Exercise description:
Scan the records below for the line with "Client over a" and the line with "pub fn with_transport(config: ApiConfig, transport: T)". Repeat those two lines and every line between them exactly, and nothing else.

Stored items:
::::

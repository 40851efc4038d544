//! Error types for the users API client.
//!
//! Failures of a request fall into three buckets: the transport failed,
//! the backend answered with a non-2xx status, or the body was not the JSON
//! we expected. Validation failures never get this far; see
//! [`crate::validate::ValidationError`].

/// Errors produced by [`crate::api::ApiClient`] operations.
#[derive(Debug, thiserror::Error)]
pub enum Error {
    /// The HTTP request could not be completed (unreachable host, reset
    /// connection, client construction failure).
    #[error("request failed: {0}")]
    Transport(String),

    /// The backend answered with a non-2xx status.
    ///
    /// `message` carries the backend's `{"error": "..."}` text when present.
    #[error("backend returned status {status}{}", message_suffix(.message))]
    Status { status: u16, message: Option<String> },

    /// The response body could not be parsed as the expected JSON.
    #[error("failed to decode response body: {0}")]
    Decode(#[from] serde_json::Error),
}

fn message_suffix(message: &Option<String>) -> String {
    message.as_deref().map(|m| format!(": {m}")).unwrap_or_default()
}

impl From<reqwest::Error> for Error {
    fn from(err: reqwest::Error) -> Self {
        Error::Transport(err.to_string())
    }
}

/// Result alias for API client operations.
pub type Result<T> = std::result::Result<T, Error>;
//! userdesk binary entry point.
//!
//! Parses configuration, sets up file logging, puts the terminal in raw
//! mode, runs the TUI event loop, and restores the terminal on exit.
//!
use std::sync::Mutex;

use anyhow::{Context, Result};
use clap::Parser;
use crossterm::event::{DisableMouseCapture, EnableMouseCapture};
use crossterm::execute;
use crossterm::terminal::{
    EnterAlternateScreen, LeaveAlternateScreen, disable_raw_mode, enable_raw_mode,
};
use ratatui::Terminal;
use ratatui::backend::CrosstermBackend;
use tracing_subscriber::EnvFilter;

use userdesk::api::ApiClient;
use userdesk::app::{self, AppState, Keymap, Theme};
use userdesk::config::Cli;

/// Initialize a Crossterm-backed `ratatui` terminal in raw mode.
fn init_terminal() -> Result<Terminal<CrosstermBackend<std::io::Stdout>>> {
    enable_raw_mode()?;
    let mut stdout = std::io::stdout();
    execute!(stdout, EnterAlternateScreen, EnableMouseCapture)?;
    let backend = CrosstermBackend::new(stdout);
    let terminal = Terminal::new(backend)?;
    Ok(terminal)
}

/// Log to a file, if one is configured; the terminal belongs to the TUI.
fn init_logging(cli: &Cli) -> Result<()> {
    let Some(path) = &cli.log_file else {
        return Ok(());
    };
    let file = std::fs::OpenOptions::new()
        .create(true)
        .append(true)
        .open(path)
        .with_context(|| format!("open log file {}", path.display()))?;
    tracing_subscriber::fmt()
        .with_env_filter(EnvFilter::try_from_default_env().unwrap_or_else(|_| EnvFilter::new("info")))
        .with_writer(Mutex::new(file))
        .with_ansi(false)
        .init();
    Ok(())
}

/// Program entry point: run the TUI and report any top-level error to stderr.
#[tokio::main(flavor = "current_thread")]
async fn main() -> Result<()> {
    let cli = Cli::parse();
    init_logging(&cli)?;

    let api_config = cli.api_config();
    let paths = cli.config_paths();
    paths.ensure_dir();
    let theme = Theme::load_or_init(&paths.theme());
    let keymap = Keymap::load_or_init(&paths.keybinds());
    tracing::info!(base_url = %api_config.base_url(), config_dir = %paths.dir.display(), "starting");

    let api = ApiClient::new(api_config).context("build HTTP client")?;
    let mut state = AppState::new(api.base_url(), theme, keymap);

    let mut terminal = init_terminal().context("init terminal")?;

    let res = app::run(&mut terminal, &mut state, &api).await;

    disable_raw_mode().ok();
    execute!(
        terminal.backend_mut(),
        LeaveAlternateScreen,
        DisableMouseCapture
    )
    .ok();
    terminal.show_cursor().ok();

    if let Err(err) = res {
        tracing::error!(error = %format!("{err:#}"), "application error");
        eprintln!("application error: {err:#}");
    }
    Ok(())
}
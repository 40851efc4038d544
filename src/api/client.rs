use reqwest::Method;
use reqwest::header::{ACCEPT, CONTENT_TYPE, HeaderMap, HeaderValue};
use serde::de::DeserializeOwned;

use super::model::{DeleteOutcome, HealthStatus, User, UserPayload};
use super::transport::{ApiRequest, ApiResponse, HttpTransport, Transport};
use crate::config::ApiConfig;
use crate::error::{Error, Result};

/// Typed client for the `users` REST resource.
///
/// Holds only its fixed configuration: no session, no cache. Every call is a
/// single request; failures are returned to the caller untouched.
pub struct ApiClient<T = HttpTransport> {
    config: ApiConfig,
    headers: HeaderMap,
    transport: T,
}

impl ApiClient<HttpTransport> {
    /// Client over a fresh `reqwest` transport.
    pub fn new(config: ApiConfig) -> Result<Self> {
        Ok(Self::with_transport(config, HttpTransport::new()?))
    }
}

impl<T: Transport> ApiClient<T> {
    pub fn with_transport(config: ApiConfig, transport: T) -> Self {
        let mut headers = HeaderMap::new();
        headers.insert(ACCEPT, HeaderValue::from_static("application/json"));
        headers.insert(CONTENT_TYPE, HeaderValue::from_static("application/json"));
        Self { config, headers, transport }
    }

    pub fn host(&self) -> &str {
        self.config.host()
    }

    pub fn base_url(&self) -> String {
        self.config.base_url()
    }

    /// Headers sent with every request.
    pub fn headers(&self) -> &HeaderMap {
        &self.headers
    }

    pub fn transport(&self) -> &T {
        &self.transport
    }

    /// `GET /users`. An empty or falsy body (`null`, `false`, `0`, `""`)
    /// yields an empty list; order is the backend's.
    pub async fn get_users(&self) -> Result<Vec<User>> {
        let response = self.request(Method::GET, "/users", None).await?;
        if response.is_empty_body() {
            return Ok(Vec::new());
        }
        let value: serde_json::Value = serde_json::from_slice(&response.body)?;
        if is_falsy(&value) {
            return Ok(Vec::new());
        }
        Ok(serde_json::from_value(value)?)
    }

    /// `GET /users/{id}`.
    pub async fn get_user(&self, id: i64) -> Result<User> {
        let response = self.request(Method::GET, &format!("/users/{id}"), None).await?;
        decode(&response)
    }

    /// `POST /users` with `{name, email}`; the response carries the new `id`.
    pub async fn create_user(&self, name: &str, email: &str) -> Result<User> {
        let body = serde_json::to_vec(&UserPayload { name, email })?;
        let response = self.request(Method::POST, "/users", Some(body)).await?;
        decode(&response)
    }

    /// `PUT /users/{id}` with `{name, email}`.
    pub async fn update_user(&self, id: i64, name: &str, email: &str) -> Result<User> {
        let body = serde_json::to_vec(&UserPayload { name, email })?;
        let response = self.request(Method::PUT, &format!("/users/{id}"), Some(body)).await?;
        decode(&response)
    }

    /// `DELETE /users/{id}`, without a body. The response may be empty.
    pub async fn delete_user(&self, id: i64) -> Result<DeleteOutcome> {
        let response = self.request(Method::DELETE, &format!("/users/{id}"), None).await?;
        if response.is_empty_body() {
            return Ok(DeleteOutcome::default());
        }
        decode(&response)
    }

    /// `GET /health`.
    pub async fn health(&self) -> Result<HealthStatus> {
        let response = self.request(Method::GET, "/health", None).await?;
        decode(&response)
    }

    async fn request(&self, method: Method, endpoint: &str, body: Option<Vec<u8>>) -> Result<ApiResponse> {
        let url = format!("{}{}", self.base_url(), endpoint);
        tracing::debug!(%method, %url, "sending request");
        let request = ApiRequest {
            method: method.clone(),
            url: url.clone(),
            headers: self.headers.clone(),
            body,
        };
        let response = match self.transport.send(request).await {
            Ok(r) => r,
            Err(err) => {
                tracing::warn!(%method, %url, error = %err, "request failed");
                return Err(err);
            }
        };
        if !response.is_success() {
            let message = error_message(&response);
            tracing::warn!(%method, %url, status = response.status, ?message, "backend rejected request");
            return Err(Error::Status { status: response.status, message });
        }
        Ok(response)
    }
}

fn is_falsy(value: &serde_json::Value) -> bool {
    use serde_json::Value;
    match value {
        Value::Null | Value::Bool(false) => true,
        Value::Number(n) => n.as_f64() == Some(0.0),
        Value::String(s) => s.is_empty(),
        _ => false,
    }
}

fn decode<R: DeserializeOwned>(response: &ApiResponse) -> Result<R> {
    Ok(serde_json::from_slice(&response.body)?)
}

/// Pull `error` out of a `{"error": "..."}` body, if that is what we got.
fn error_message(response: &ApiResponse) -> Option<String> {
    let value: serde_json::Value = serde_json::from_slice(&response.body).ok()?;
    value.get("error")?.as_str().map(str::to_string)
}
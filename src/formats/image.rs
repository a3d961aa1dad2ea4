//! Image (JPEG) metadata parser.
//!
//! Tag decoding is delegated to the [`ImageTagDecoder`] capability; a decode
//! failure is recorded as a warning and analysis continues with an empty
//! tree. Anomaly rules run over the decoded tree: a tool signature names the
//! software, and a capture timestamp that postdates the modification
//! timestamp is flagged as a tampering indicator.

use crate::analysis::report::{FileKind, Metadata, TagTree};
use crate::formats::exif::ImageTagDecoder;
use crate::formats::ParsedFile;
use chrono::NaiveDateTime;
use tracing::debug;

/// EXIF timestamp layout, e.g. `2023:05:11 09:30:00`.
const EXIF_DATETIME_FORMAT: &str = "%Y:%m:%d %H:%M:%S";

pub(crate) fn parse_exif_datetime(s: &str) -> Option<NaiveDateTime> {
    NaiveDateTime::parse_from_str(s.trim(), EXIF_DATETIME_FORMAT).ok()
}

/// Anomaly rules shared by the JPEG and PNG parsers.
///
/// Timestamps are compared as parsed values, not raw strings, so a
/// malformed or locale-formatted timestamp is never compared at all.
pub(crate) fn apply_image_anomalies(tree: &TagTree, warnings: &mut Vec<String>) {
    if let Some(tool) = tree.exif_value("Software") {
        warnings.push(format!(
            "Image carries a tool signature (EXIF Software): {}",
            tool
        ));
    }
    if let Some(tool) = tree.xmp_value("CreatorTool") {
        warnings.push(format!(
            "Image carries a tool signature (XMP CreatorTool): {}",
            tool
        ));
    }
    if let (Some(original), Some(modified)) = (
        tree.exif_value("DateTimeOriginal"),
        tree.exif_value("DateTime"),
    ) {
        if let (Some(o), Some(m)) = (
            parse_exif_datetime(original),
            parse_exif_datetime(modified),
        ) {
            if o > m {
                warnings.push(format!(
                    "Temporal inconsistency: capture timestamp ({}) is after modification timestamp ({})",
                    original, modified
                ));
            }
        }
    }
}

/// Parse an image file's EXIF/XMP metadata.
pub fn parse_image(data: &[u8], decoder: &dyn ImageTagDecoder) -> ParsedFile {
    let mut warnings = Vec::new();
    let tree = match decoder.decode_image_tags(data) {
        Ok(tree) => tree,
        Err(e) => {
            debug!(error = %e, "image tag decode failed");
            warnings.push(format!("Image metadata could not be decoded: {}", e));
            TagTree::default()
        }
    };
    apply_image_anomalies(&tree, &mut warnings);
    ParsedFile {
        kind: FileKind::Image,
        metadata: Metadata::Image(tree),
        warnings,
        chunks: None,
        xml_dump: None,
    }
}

::::

Your response:
    /// Client over a fresh `reqwest` transport.
    pub fn new(config: ApiConfig) -> Result<Self> {
        Ok(Self::with_transport(config, HttpTransport::new()?))
    }
}

impl<T: Transport> ApiClient<T> {
    pub fn with_transport(config: ApiConfig, transport: T) -> Self {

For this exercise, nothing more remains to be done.